TASK PROMPT — Below is a block of entries; repeat exactly the lines starting at the line that contains "#[tokio::test(start_paused = true)]" and ending at the line that contains "let (handle, mut", both included.

Collected data entries
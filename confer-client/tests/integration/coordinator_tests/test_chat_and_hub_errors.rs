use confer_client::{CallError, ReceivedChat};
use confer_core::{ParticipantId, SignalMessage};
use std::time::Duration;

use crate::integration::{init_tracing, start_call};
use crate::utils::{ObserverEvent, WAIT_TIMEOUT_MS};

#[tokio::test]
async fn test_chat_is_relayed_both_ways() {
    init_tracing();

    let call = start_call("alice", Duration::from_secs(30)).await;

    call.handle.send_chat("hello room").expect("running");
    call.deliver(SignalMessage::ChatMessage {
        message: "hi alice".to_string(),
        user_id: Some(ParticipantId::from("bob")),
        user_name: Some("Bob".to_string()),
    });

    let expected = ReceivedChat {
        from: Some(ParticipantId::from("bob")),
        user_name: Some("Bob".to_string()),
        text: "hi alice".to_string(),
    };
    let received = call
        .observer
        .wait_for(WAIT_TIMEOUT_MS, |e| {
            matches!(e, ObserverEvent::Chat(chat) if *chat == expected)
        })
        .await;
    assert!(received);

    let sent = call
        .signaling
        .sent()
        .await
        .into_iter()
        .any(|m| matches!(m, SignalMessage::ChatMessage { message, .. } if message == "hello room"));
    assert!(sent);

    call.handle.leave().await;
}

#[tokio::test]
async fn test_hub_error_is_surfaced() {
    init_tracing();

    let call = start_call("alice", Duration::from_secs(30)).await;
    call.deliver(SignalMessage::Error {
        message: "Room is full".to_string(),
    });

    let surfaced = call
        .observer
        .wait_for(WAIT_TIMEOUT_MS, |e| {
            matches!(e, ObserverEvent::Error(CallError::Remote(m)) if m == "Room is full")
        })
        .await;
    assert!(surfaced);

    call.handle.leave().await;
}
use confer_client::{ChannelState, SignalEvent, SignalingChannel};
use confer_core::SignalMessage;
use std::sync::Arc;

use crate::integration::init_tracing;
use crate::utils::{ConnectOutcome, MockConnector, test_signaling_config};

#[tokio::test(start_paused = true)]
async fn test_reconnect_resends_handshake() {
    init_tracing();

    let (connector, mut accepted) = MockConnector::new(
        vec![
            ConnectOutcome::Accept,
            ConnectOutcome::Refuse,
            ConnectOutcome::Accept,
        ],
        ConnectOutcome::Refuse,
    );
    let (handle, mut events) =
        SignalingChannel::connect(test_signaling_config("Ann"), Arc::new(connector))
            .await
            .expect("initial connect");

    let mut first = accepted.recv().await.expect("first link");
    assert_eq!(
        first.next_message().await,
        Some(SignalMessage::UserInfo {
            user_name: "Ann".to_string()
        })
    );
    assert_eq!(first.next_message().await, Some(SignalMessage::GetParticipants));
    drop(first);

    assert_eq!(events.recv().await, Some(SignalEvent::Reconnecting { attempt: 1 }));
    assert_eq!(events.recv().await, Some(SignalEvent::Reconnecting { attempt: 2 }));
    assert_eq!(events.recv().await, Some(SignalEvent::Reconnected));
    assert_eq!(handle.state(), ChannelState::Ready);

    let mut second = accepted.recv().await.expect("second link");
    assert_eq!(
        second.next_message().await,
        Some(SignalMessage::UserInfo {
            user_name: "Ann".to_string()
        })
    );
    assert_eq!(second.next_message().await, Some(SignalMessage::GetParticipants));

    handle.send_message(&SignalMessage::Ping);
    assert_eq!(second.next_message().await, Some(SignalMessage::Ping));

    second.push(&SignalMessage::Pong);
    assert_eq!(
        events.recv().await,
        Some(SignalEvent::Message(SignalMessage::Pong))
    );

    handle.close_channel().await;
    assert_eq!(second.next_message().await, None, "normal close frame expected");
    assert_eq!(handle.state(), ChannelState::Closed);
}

* * *

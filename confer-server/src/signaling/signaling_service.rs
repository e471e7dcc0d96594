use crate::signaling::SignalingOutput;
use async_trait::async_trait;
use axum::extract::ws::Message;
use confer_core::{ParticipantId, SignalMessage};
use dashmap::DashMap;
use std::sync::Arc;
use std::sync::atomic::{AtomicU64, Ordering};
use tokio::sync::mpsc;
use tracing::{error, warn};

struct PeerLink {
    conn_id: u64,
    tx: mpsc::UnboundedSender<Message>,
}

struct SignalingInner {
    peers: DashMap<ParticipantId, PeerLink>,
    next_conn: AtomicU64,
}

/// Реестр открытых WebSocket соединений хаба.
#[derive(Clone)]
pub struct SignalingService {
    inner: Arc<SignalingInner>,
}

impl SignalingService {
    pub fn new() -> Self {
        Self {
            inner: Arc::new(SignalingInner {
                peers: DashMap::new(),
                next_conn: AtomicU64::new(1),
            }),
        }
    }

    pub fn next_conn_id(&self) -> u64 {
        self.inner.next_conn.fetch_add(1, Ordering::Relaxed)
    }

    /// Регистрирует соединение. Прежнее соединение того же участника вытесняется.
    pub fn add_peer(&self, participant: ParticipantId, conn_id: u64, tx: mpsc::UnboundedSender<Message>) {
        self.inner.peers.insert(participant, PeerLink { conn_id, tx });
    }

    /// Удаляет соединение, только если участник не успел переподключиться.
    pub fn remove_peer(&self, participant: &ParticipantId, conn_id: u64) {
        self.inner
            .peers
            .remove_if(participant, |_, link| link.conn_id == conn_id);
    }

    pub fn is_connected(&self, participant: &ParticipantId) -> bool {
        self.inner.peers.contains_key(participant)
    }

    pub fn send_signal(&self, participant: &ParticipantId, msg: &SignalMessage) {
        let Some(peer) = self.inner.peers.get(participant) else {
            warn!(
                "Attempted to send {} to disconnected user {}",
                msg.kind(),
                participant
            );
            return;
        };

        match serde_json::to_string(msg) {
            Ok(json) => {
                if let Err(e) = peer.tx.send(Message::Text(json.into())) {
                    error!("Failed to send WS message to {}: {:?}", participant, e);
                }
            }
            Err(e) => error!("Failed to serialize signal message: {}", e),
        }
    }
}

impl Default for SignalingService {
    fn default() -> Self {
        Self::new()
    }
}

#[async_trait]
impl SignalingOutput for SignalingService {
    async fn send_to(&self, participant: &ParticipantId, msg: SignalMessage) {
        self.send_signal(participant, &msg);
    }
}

RESPONSE —
#[tokio::test(start_paused = true)]
async fn test_reconnect_resends_handshake() {
    init_tracing();

    let (connector, mut accepted) = MockConnector::new(
        vec![
            ConnectOutcome::Accept,
            ConnectOutcome::Refuse,
            ConnectOutcome::Accept,
        ],
        ConnectOutcome::Refuse,
    );
    let (handle, mut events) =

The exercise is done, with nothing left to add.